## WHAT TO PRODUCE
Search the listing for "TenantUnavailable" and copy every line where it appears.

## DATA FOR THIS EXERCISE

──────────

// ABOUTME: Ingestion coordinator: normalize -> chunk -> embed -> entity hints -> dual-write -> report
// ABOUTME: Stages run in order; a failure in one backend write does not unwind the others

use std::sync::Arc;

use chrono::Utc;
use meridian_core::types::Embedding;
use meridian_ess::{EssAdapter, EssDocument};
use meridian_graph::{Episode, GraphStore};
use meridian_providers::EmbeddingProvider;
use meridian_rag::{chunk_fixed_size, Chunk, ChunkingConfig, Document, VectorStorage};
use meridian_tenancy::TenantRegistry;
use uuid::Uuid;

use crate::error::{IngestionError, Result};
use crate::hints::extract_hints;
use crate::normalize::normalize;
use crate::result::{BackendOutcome, IngestionResult};

/// Episodes above this token budget are sent as one episode per document's
/// remainder rather than one per chunk, to keep graph writes from ballooning
/// on very large documents.
const EPISODE_TOKEN_CEILING: usize = 2_000;
const EMBED_BATCH_SIZE: usize = 32;

#[derive(Debug, Clone)]
pub struct IngestionConfig {
    pub chunking: ChunkingConfig,
    pub ess_enabled: bool,
}

impl Default for IngestionConfig {
    fn default() -> Self {
        Self {
            chunking: ChunkingConfig::default(),
            ess_enabled: false,
        }
    }
}

pub struct IngestionCoordinator {
    tenants: Arc<TenantRegistry>,
    vector_store: Arc<dyn VectorStorage>,
    graph_store: Arc<dyn GraphStore>,
    embedder: Arc<dyn EmbeddingProvider>,
    ess: Option<Arc<EssAdapter>>,
    config: IngestionConfig,
}

impl std::fmt::Debug for IngestionCoordinator {
    fn fmt(&self, f: &mut std::fmt::Formatter<'_>) -> std::fmt::Result {
        f.debug_struct("IngestionCoordinator")
            .field("config", &self.config)
            .field("ess_enabled", &self.ess.is_some())
            .finish_non_exhaustive()
    }
}

impl IngestionCoordinator {
    #[must_use]
    pub fn new(
        tenants: Arc<TenantRegistry>,
        vector_store: Arc<dyn VectorStorage>,
        graph_store: Arc<dyn GraphStore>,
        embedder: Arc<dyn EmbeddingProvider>,
        ess: Option<Arc<EssAdapter>>,
        config: IngestionConfig,
    ) -> Self {
        Self {
            tenants,
            vector_store,
            graph_store,
            embedder,
            ess,
            config,
        }
    }

    /// # Errors
    /// Returns an error for fatal input-shape problems (empty document,
    /// embedding dimension mismatch) and when the tenant's document quota
    /// would be exceeded by a genuinely new document. Backend write failures
    /// are captured in the returned `IngestionResult`, never raised.
    ///
    /// Re-ingesting the same `(tenant_id, filename)` pair replaces the prior
    /// document's chunks rather than duplicating them, since the document id
    /// is derived deterministically from that pair.
    pub async fn ingest(&self, tenant_id: &str, filename: &str, raw_content: &str) -> Result<IngestionResult> {
        let normalized = normalize(raw_content, filename);
        let text_chunks = chunk_fixed_size(&normalized.content, &self.config.chunking);
        if text_chunks.is_empty() {
            return Err(IngestionError::EmptyDocument);
        }

        let document = Document::new(tenant_id, normalized.title.clone(), filename, normalized.content.clone());

        let removed = self.vector_store.delete_document(tenant_id, &document.id).await?;
        let is_replace = removed > 0;
        if !is_replace {
            self.check_quota(tenant_id).await?;
        }

        let document_hints = extract_hints(&normalized.content);
        let hint_fields = document_hints.as_metadata_fields();

        let texts: Vec<String> = text_chunks.iter().map(|c| c.content.clone()).collect();
        let embeddings = self.embed_all(&texts).await?;

        let mut chunks = Vec::with_capacity(text_chunks.len());
        for ((text_chunk, embedding), index) in text_chunks.into_iter().zip(embeddings).zip(0usize..) {
            let mut chunk = Chunk::new(tenant_id, document.id.clone(), text_chunk.content, index, embedding);
            chunk.token_count = Some(text_chunk.token_count);
            for (key, value) in &hint_fields {
                chunk.metadata.insert((*key).to_string(), serde_json::Value::String(value.clone()));
            }
            chunk
                .metadata
                .insert("document_title".to_string(), serde_json::Value::String(document.title.clone()));
            chunk
                .metadata
                .insert("document_source".to_string(), serde_json::Value::String(document.source.clone()));
            chunks.push(chunk);
        }

        let vector = self.write_vector(tenant_id, chunks.clone()).await;
        let graph = self.write_graph(tenant_id, &document, &chunks).await;
        let ess = self.write_ess(tenant_id, &document).await;

        Ok(IngestionResult {
            document_id: document.id,
            chunks_created: chunks.len(),
            vector,
            graph,
            ess,
        })
    }

    /// Rejects ingestion of a new document once the tenant's `max_documents`
    /// quota is already met. Only called for documents that don't already
    /// exist, so re-ingesting an existing document never trips the quota.
    async fn check_quota(&self, tenant_id: &str) -> Result<()> {
        let Some(tenant) = self.tenants.get(tenant_id).await? else {
            return Ok(());
        };
        let Some(max_documents) = tenant.quotas.max_documents else {
            return Ok(());
        };
        let stats = self.vector_store.stats(tenant_id).await?;
        if stats.documents as u64 >= max_documents {
            return Err(IngestionError::QuotaExceeded(format!(
                "tenant {tenant_id} has reached its document quota of {max_documents}"
            )));
        }
        Ok(())
    }

    async fn embed_all(&self, texts: &[String]) -> Result<Vec<Embedding>> {
        let dimension = self.embedder.dimension();
        let mut out = Vec::with_capacity(texts.len());
        for batch in texts.chunks(EMBED_BATCH_SIZE) {
            let batch_vec = batch.to_vec();
            let embedded = self.embedder.embed(&batch_vec).await?;
            for embedding in embedded {
                if embedding.dim() != dimension {
                    return Err(IngestionError::DimensionMismatch {
                        expected: dimension,
                        got: embedding.dim(),
                    });
                }
                out.push(embedding);
            }
        }
        Ok(out)
    }

    async fn write_vector(&self, tenant_id: &str, chunks: Vec<Chunk>) -> BackendOutcome {
        let count = chunks.len();
        match self.vector_store.insert_chunks(tenant_id, chunks).await {
            Ok(()) => BackendOutcome::Succeeded { count },
            Err(e) => {
                tracing::warn!(tenant_id, error = %e, "vector store write failed");
                BackendOutcome::Failed { reason: e.to_string() }
            }
        }
    }

    async fn write_graph(&self, tenant_id: &str, document: &Document, chunks: &[Chunk]) -> BackendOutcome {
        let groups = group_for_episodes(chunks);
        let mut written = 0;
        for group in &groups {
            let content: String = group.iter().map(|c| c.content.as_str()).collect::<Vec<_>>().join("\n\n");
            let episode = Episode {
                tenant_id: tenant_id.to_string(),
                name: format!("{}#{}", document.title, Uuid::new_v4()),
                content,
                reference_time: Utc::now(),
                source_description: document.source.clone(),
            };
            match self.graph_store.add_episode(episode).await {
                Ok(_) => written += 1,
                Err(e) => {
                    tracing::warn!(tenant_id, error = %e, "graph store write failed for one episode");
                }
            }
        }
        if written == 0 {
            BackendOutcome::Failed {
                reason: "no episodes were accepted".to_string(),
            }
        } else {
            BackendOutcome::Succeeded { count: written }
        }
    }

    async fn write_ess(&self, tenant_id: &str, document: &Document) -> BackendOutcome {
        if !self.config.ess_enabled {
            return BackendOutcome::Skipped;
        }
        let Some(ess) = &self.ess else {
            return BackendOutcome::Skipped;
        };
        let doc = EssDocument {
            title: document.title.clone(),
            source: document.source.clone(),
            content: document.content.clone(),
        };
        match ess.ingest(&doc).await {
            Ok(result) => BackendOutcome::Succeeded {
                count: result.sections_count,
            },
            Err(e) => {
                tracing::warn!(tenant_id, error = %e, "ess ingest failed");
                BackendOutcome::Failed { reason: e.to_string() }
            }
        }
    }
}

/// One episode per chunk normally; chunks are merged into a single episode
/// group when their combined size would exceed the token ceiling, splitting
/// at a safe boundary rather than mid-chunk.
fn group_for_episodes(chunks: &[Chunk]) -> Vec<Vec<&Chunk>> {
    let mut groups: Vec<Vec<&Chunk>> = Vec::new();
    let mut current: Vec<&Chunk> = Vec::new();
    let mut current_tokens = 0usize;

    for chunk in chunks {
        let tokens = chunk.token_count.unwrap_or_else(|| chunk.content.split_whitespace().count());
        if !current.is_empty() && current_tokens + tokens > EPISODE_TOKEN_CEILING {
            groups.push(std::mem::take(&mut current));
            current_tokens = 0;
        }
        current_tokens += tokens;
        current.push(chunk);
    }
    if !current.is_empty() {
        groups.push(current);
    }
    groups
}

#[cfg(test)]
mod tests {
    use super::*;
    use async_trait::async_trait;
    use meridian_graph::InMemoryGraphStore;
    use meridian_rag::InMemoryVectorStore;
    use meridian_storage::SledBackend;
    use meridian_tenancy::TenantQuotas;

    fn chunk(content: &str, tokens: usize) -> Chunk {
        let mut c = Chunk::new("acme", "doc-1", content.to_string(), 0, Embedding::new(vec![0.0; 4]));
        c.token_count = Some(tokens);
        c
    }

    #[derive(Debug)]
    struct FakeEmbedder;

    #[async_trait]
    impl EmbeddingProvider for FakeEmbedder {
        async fn embed(&self, texts: &[String]) -> meridian_providers::Result<Vec<Embedding>> {
            Ok(texts.iter().map(|_| Embedding::new(vec![0.1; 4])).collect())
        }

        fn dimension(&self) -> usize {
            4
        }
    }

    async fn test_coordinator(max_documents: Option<u64>) -> IngestionCoordinator {
        let tenants = Arc::new(TenantRegistry::new(SledBackend::temporary().unwrap()));
        tenants
            .create(
                "acme",
                "Acme Corp",
                TenantQuotas {
                    max_documents,
                    max_storage_mb: None,
                },
                std::collections::HashMap::new(),
            )
            .await
            .unwrap();
        let vector_store: Arc<dyn VectorStorage> = Arc::new(InMemoryVectorStore::new());
        let graph_store: Arc<dyn GraphStore> = Arc::new(InMemoryGraphStore::new());
        IngestionCoordinator::new(tenants, vector_store, graph_store, Arc::new(FakeEmbedder), None, IngestionConfig::default())
    }

    #[tokio::test]
    async fn reingesting_the_same_source_replaces_rather_than_duplicates() {
        let coordinator = test_coordinator(None).await;
        let first = coordinator.ingest("acme", "report.txt", "the quarterly report content").await.unwrap();
        let second = coordinator.ingest("acme", "report.txt", "the revised quarterly report content").await.unwrap();
        assert_eq!(first.document_id, second.document_id);
        let stats = coordinator.vector_store.stats("acme").await.unwrap();
        assert_eq!(stats.documents, 1);
    }

    #[tokio::test]
    async fn new_document_past_quota_is_rejected() {
        let coordinator = test_coordinator(Some(1)).await;
        coordinator.ingest("acme", "first.txt", "first document content").await.unwrap();
        let err = coordinator.ingest("acme", "second.txt", "second document content").await.unwrap_err();
        assert!(matches!(err, IngestionError::QuotaExceeded(_)));
    }

    #[tokio::test]
    async fn reingest_under_quota_does_not_count_as_a_new_document() {
        let coordinator = test_coordinator(Some(1)).await;
        coordinator.ingest("acme", "first.txt", "first document content").await.unwrap();
        coordinator.ingest("acme", "first.txt", "first document content, revised").await.unwrap();
    }

    #[test]
    fn groups_small_chunks_into_one_episode() {
        let chunks = vec![chunk("a", 100), chunk("b", 100)];
        let groups = group_for_episodes(&chunks);
        assert_eq!(groups.len(), 1);
        assert_eq!(groups[0].len(), 2);
    }

    #[test]
    fn splits_into_multiple_episodes_past_ceiling() {
        let chunks = vec![chunk("a", 1_500), chunk("b", 1_500), chunk("c", 1_500)];
        let groups = group_for_episodes(&chunks);
        assert!(groups.len() >= 2);
    }
}
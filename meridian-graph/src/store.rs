// ABOUTME: GraphStore trait — the swappable-backend seam, shaped after KnowledgeGraph
// ABOUTME: A real deployment would satisfy this with a graph database; this workspace ships one in-memory backend

use async_trait::async_trait;

use crate::error::Result;
use crate::types::{
    Edge, EdgeDirection, Episode, EpisodeRef, FactEvent, GraphStats, Path, SearchHit, SearchKind,
};

#[async_trait]
pub trait GraphStore: Send + Sync {
    /// Ingests an episode, producing entities/relationships/facts tagged
    /// with the episode's `tenant_id` before returning.
    async fn add_episode(&self, episode: Episode) -> Result<EpisodeRef>;

    async fn search(
        &self,
        tenant_id: &str,
        query: &str,
        kind: SearchKind,
        limit: usize,
    ) -> Result<Vec<SearchHit>>;

    async fn entity_relationships(
        &self,
        tenant_id: &str,
        entity_id: &str,
        direction: EdgeDirection,
        types: Option<&[String]>,
        limit: usize,
    ) -> Result<Vec<Edge>>;

    async fn entity_timeline(&self, tenant_id: &str, entity_id: &str, limit: usize) -> Result<Vec<FactEvent>>;

    async fn shortest_path(
        &self,
        tenant_id: &str,
        source_name: &str,
        target_name: &str,
        max_depth: usize,
    ) -> Result<Vec<Path>>;

    async fn stats(&self, tenant_id: &str) -> Result<GraphStats>;

    /// Removes every entity, relationship, and fact belonging to
    /// `tenant_id`. Used for tenant cascade delete; returns the number of
    /// rows removed across all three.
    async fn delete_tenant(&self, tenant_id: &str) -> Result<usize>;
}
// ABOUTME: Tenant-filtered vector store adapter: k-NN + hybrid lexical search, chunking
// ABOUTME: VectorStorage is the swappable-backend seam; InMemoryVectorStore is the reference implementation

#![warn(missing_debug_implementations)]

mod chunking;
mod error;
mod memory;
mod store;
mod types;

pub use chunking::{chunk_fixed_size, ChunkingConfig, TextChunk};
pub use error::{RagError, Result};
pub use memory::InMemoryVectorStore;
pub use store::VectorStorage;
pub use types::{Chunk, Document, Hit, VectorStoreStats};

pub mod prelude {
    pub use crate::{Chunk, Document, Hit, InMemoryVectorStore, Result, VectorStorage};
}
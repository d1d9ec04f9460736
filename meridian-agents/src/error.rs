// ABOUTME: Agent runtime errors: a failed tool call never aborts the loop, only a malformed one does
// ABOUTME: AgentError::Cancelled surfaces CancellationToken signals through the same Result seam

use thiserror::Error;

pub type Result<T> = std::result::Result<T, AgentError>;

#[derive(Debug, Error)]
pub enum AgentError {
    #[error("unknown tool: {0}")]
    UnknownTool(String),

    #[error("invalid arguments for tool {tool}: {message}")]
    InvalidArguments { tool: String, message: String },

    #[error("step budget of {0} exhausted without a terminal response")]
    StepBudgetExhausted(usize),

    #[error("request cancelled")]
    Cancelled,

    #[error("llm collaborator error: {0}")]
    Llm(String),

    #[error("tenant unavailable: {0}")]
    TenantUnavailable(String),
}

impl From<AgentError> for meridian_core::error::MeridianError {
    fn from(err: AgentError) -> Self {
        match err {
            AgentError::UnknownTool(name) => Self::ValidationFailed(format!("unknown tool: {name}")),
            AgentError::InvalidArguments { tool, message } => {
                Self::ValidationFailed(format!("tool {tool}: {message}"))
            }
            AgentError::StepBudgetExhausted(n) => Self::Internal(format!("step budget of {n} exhausted")),
            AgentError::Cancelled => Self::Internal("request cancelled".to_string()),
            AgentError::Llm(msg) => Self::BackendUnavailable {
                backend: "llm".to_string(),
                message: msg,
            },
            AgentError::TenantUnavailable(id) => Self::TenantUnavailable(id),
        }
    }
}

──────────

## ANSWER TO THIS PROBLEM
    TenantUnavailable(String),
            AgentError::TenantUnavailable(id) => Self::TenantUnavailable(id),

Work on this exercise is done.